2.3.2 IABP作为心脏移植过渡的桥梁
使用IABP作为移植或LVAD长期植入过渡桥梁在文献报道中越来越普遍。但人们更多关注的是IABP是否会造成出血并发症的增加。一项包含26例需长期植入LVAD患者的研究[30],术前3周使用IABP作为过渡,结果显示IABP支持作为LVAD植入的桥梁与LVAD植入术后出血并发症的增加无关。在一项小规模的回顾性研究[31]中,IABP作为一种桥梁过渡装置用于终末期心肌病患者,27例患者发现乳酸水平显著降低,尿量增加。
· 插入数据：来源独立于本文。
use channelz_types::ChannelzError;
use std::collections::BTreeMap;
use tracing::debug;

/// Builder for exporting channelz data to an external observability
/// backend. No backend ships in this build.
#[derive(Clone, Debug, Default)]
pub struct CustomObservabilityBuilder {
    labels: BTreeMap<String, String>,
}

impl CustomObservabilityBuilder {
    pub fn new() -> Self {
        Self::default()
    }

    pub fn with_label(mut self, key: impl Into<String>, value: impl Into<String>) -> Self {
        self.labels.insert(key.into(), value.into());
        self
    }

    /// Always fails with `unimplemented`; registers nothing.
    pub fn build_and_register(self) -> Result<(), ChannelzError> {
        debug!(labels = self.labels.len(), "custom observability requested");
        Err(ChannelzError::Unimplemented("Not Implemented".into()))
    }
}
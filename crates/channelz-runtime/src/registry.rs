use channelz_types::{NodeKind, Uuid};
use core::sync::atomic::{AtomicU64, Ordering};
use parking_lot::Mutex;
use std::collections::{BTreeMap, BTreeSet};
use std::sync::{Arc, Weak};

use crate::node::{Node, NodeInner};

/// Page size for every paginated enumeration.
pub const PAGINATION_LIMIT: usize = 100;

static NEXT_UUID: AtomicU64 = AtomicU64::new(1);
static REGISTRY: Mutex<Registry> = Mutex::new(Registry::new());

pub(crate) fn registry() -> &'static Mutex<Registry> {
    &REGISTRY
}

fn allocate_uuid() -> Uuid {
    let raw = NEXT_UUID.fetch_add(1, Ordering::Relaxed);
    Uuid::new(raw).expect("uuid invariant violated: allocator wrapped around to zero")
}

/// Allocates a uuid and registers the node `build` makes for it, all under
/// the registry lock, so registration order is uuid order.
pub(crate) fn register_new(kind: NodeKind, build: impl FnOnce(Uuid) -> NodeInner) -> Arc<NodeInner> {
    let mut registry = registry().lock();
    let uuid = allocate_uuid();
    let inner = Arc::new(build(uuid));
    registry.register(uuid, kind, Arc::downgrade(&inner));
    inner
}

/// Process-wide index of live nodes. Holds weak references only.
///
/// Never let a strong reference obtained here drop while the lock is held:
/// dropping the last one runs `NodeInner::drop`, which takes this lock.
pub(crate) struct Registry {
    by_uuid: BTreeMap<Uuid, (NodeKind, Weak<NodeInner>)>,
    by_kind: BTreeMap<NodeKind, BTreeSet<Uuid>>,
}

impl Registry {
    const fn new() -> Self {
        Self {
            by_uuid: BTreeMap::new(),
            by_kind: BTreeMap::new(),
        }
    }

    fn register(&mut self, uuid: Uuid, kind: NodeKind, node: Weak<NodeInner>) {
        self.by_uuid.insert(uuid, (kind, node));
        self.by_kind.entry(kind).or_default().insert(uuid);
    }

    /// Removes `uuid` only if it still names the allocation at `ptr`; an
    /// entry re-used after `test_only_reset` belongs to a different node.
    pub(crate) fn unregister(&mut self, uuid: Uuid, kind: NodeKind, ptr: *const NodeInner) {
        let same_node = self
            .by_uuid
            .get(&uuid)
            .is_some_and(|(_, weak)| std::ptr::eq(weak.as_ptr(), ptr));
        if !same_node {
            return;
        }
        self.by_uuid.remove(&uuid);
        if let Some(uuids) = self.by_kind.get_mut(&kind) {
            uuids.remove(&uuid);
        }
    }

    pub(crate) fn lookup(&self, uuid: Uuid) -> Option<Node> {
        self.by_uuid
            .get(&uuid)
            .and_then(|(_, weak)| weak.upgrade())
            .map(Node::from_inner)
    }

    /// Liveness check that never materializes a strong reference.
    pub(crate) fn is_live(&self, uuid: Uuid) -> bool {
        self.by_uuid
            .get(&uuid)
            .is_some_and(|(_, weak)| weak.strong_count() > 0)
    }

    /// Up to `limit` live nodes of `kind` with uuid ≥ `start`, ascending.
    /// The flag is true iff the walk ran off the end of the index.
    pub(crate) fn page(&mut self, kind: NodeKind, start: u64, limit: usize) -> (Vec<Node>, bool) {
        let Some(uuids) = self.by_kind.get(&kind) else {
            return (Vec::new(), true);
        };
        let candidates = uuids
            .range(first_uuid(start)..)
            .map(|uuid| (*uuid, self.by_uuid.get(uuid).map(|(_, weak)| weak)));
        let (nodes, end, dangling) = collect_page(candidates, limit);
        self.prune(&dangling);
        (nodes, end)
    }

    /// Like [`Registry::page`], across every kind `matches` accepts.
    pub(crate) fn page_where(
        &mut self,
        matches: impl Fn(NodeKind) -> bool,
        start: u64,
        limit: usize,
    ) -> (Vec<Node>, bool) {
        let candidates = self
            .by_uuid
            .range(first_uuid(start)..)
            .filter(|(_, (kind, _))| matches(*kind))
            .map(|(uuid, (_, weak))| (*uuid, Some(weak)));
        let (nodes, end, dangling) = collect_page(candidates, limit);
        self.prune(&dangling);
        (nodes, end)
    }

    fn prune(&mut self, dangling: &[Uuid]) {
        for uuid in dangling {
            if self.is_live(*uuid) {
                continue;
            }
            self.by_uuid.remove(uuid);
            for uuids in self.by_kind.values_mut() {
                uuids.remove(uuid);
            }
        }
    }

    fn clear(&mut self) {
        self.by_uuid.clear();
        self.by_kind.clear();
    }
}

fn first_uuid(start: u64) -> Uuid {
    Uuid::new(start.max(1)).expect("start clamped to a non-zero uuid")
}

type PageWalk = (Vec<Node>, bool, Vec<Uuid>);

fn collect_page<'a>(
    candidates: impl Iterator<Item = (Uuid, Option<&'a Weak<NodeInner>>)>,
    limit: usize,
) -> PageWalk {
    let mut nodes = Vec::new();
    let mut dangling = Vec::new();
    for (uuid, weak) in candidates {
        let Some(weak) = weak.filter(|weak| weak.strong_count() > 0) else {
            dangling.push(uuid);
            continue;
        };
        // checked before upgrading so no surplus strong reference is dropped here
        if nodes.len() == limit {
            return (nodes, false, dangling);
        }
        match weak.upgrade() {
            Some(inner) => nodes.push(Node::from_inner(inner)),
            None => dangling.push(uuid),
        }
    }
    (nodes, true, dangling)
}

/// Looks up a live node by uuid.
pub fn lookup(uuid: Uuid) -> Option<Node> {
    registry().lock().lookup(uuid)
}

pub(crate) fn is_live(uuid: Uuid) -> bool {
    registry().lock().is_live(uuid)
}

pub fn get_page(kind: NodeKind, start: u64) -> (Vec<Node>, bool) {
    registry().lock().page(kind, start, PAGINATION_LIMIT)
}

/// Pages across several kinds at once, in uuid order.
pub fn get_page_where(matches: impl Fn(NodeKind) -> bool, start: u64) -> (Vec<Node>, bool) {
    registry().lock().page_where(matches, start, PAGINATION_LIMIT)
}

/// Restores the allocator to 1 and forgets every registered node.
///
/// Tests only: nodes alive across a reset stay usable but are no longer
/// reachable through lookups.
#[doc(hidden)]
pub fn test_only_reset() {
    let mut registry = registry().lock();
    registry.clear();
    NEXT_UUID.store(1, Ordering::Relaxed);
}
这项研究中,67%的患者从IABP中获益,这种器官灌注和临床稳定为下一步治疗的决策留出时间,使患者能过渡到康复、移植或LVAD。
IABP的临床应用已有50多年的历史,IABP-SHOCK Ⅱ研究结果的发表导致IABP争论不断,在临床工作中,要根据临床情况和患者受益程度选择辅助支持装置。目前回顾性研究、荟萃分析以及小规模随机对照研究提示,IABP是一个非常完美的过渡装置。在植入选择和时机选择上,要根据患者的血流动力学情况判断。特别是基层医院,当患者需大量的血管活性药物才能维持血流动力学时,应选择IABP支持,为后续转诊以及再灌注治疗提供更多机会。未来,IABP将越来越多地与ECMO以及其他辅助装置联合应用,改善左室负荷,并可作为移植的桥梁,这些临床情况为未来的研究提供了思路和方向,也为IABP的临床应用提供了更多可能。